Scientists in the Meta AI field are working on a language model that mimics the way the human brain handles language.In an effort to better understand how the human brain processes language, Meta AI has launched a long-term research project. A neuroimaging institute, NeuroSpin, and the French National Institute for Research will be involved in the study. We’ll use Meta AI to compare the responses of AI language models and human brains to the same set of words.
Artificial neural networks for language processing are becoming closer and closer to mimicking the functions of the human brain, shedding new information on how neural tissue may be used to implement thinking. In order to mimic human speech as precisely as possible, the most accurate AI models now attempt to predict the next word in a sentence using machine learning.
Even while these technologies may offer customers the feeling of “humanness,” algorithms can predict the next word based on massive databases of past talks. Human brains, on the other hand, are able to anticipate words and concepts in advance, taking into account all that a statement or notion implies.
An example of a one-time technique for guessing the word “time” is to give an AI model the sentence “Once upon a” and have it guess the next word.
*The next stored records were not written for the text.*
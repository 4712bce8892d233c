//! Results of retraction operations
//!
//! Operations never fail. A command that cannot run in the current state is
//! reported as ignored with the guard that stopped it.

/// Guard that stopped an operation
#[derive(Debug, Clone, Copy, PartialEq, Eq)]
#[cfg_attr(feature = "defmt", derive(defmt::Format))]
pub enum Rejection {
    /// X, Y and Z are not all homed
    NotHomed,
    /// Extruder is below its minimum extrusion temperature
    ExtruderCold,
    /// Retract length is zero
    RetractionDisabled,
    /// Filament is already retracted
    AlreadyRetracted,
    /// Filament is not retracted
    NotRetracted,
}

impl Rejection {
    pub fn message(&self) -> &'static str {
        match self {
            Rejection::NotHomed => "Printer is not homed. Command ignored!",
            Rejection::ExtruderCold => "Extruder temperature too low. Command ignored!",
            Rejection::RetractionDisabled => {
                "Retraction length zero. Firmware retraction disabled. Command ignored!"
            }
            Rejection::AlreadyRetracted => "Printer is already in retract state. Command ignored!",
            Rejection::NotRetracted => "Printer is not retracted. Command ignored!",
        }
    }
}

/// What an operation did
#[derive(Debug, Clone, Copy, PartialEq, Eq)]
#[cfg_attr(feature = "defmt", derive(defmt::Format))]
pub enum Outcome {
    /// Filament retracted, hop performed or armed
    Retracted,
    /// Filament unretracted, `replayed` queued requests applied afterwards
    ///
    /// `style_reset` is set when a replayed request carried an unknown
    /// z-hop style.
    Unretracted { replayed: usize, style_reset: bool },
    /// Retraction state dropped without motion
    Cleared,
    /// Unretract refused on a cold extruder, state cleared instead
    ClearedCold,
    /// Parameters applied
    Applied { style_reset: bool },
    /// Parameters queued until the next unretract, at this 1-based position
    Queued { position: usize },
    /// Nothing happened
    Ignored(Rejection),
}

impl Outcome {
    /// Human-readable notice for verbose output
    pub fn message(&self) -> &'static str {
        match self {
            Outcome::Retracted => "Filament retracted.",
            Outcome::Unretracted {
                style_reset: true, ..
            } => {
                "Filament unretracted. A stored SET_RETRACTION carried an invalid \
                 z_hop_style value. Using \"standard\" as default."
            }
            Outcome::Unretracted { replayed: 0, .. } => "Filament unretracted.",
            Outcome::Unretracted { .. } => {
                "Filament unretracted. Stored SET_RETRACTION commands applied."
            }
            Outcome::Cleared => {
                "Retraction, including SET_RETRACTION command queue, was cleared. \
                 Z-hop is undone on next move."
            }
            Outcome::ClearedCold => {
                "Extruder temperature low. Retraction cleared without retract move. \
                 Z-hop will be undone on next toolhead move."
            }
            Outcome::Applied { style_reset: false } => "Retraction parameters updated.",
            Outcome::Applied { style_reset: true } => {
                "The provided z_hop_style value is invalid. Using \"standard\" as default."
            }
            Outcome::Queued { .. } => {
                "Printer in retract state. SET_RETRACTION will be executed once unretracted!"
            }
            Outcome::Ignored(rejection) => rejection.message(),
        }
    }

    /// Check if the operation was refused by a guard
    pub fn is_ignored(&self) -> bool {
        matches!(self, Outcome::Ignored(_))
    }

    /// Check if the outcome carries a warning that is always reported
    pub fn is_warning(&self) -> bool {
        matches!(
            self,
            Outcome::ClearedCold
                | Outcome::Applied { style_reset: true }
                | Outcome::Unretracted {
                    style_reset: true,
                    ..
                }
        )
    }
}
People who grew up on fairy tales are more likely to anticipate the word “time” when they hear “Once upon a time” than others. Other culturally significant figures, such as evil witches and dragons, are all conjured up in the same way by this.
When making these predictions, the brain creates “brain states” that may be seen during brain imaging. Scanners for functional magnetic resonance imaging (fMRI) and magnetoencephalography (MEG) recorded brain activity as subjects read or listened to a story. When researchers used machine learning on brain scans from public data sets in conjunction with fresh fMRI and MEG pictures, they observed something strange. The findings suggest that human brains handle language in a hierarchical fashion similar to how AI language models work.
It’s possible to think of the brain as a sort of visual processing algorithm, a word comprehension algorithm, and a huge network of AI language transformers at the same time.
To understand the world, we use narratives and representations that are generated by the interplay of certain brain regions. The prefrontal and parietal cortices (located in the front and middle of the brain, respectively) were shown to better represent language models with far-off future word predictions, according to the research.
In this way, it appears that brains and algorithms share certain internal representations that help the algorithm process language. In a basic reading test, 200 volunteers had their brains activated and the results were quickly confirmed. An independent team from the Massachusetts Institute of Technology (MIT) conducted an examination a week after the first, with the same results.
Using quantitative comparisons between human brains and AI models, this study offers fresh insights into how the brain works. Artificial intelligence (AI) that is more in tune with human language use will have an easier time relating to people.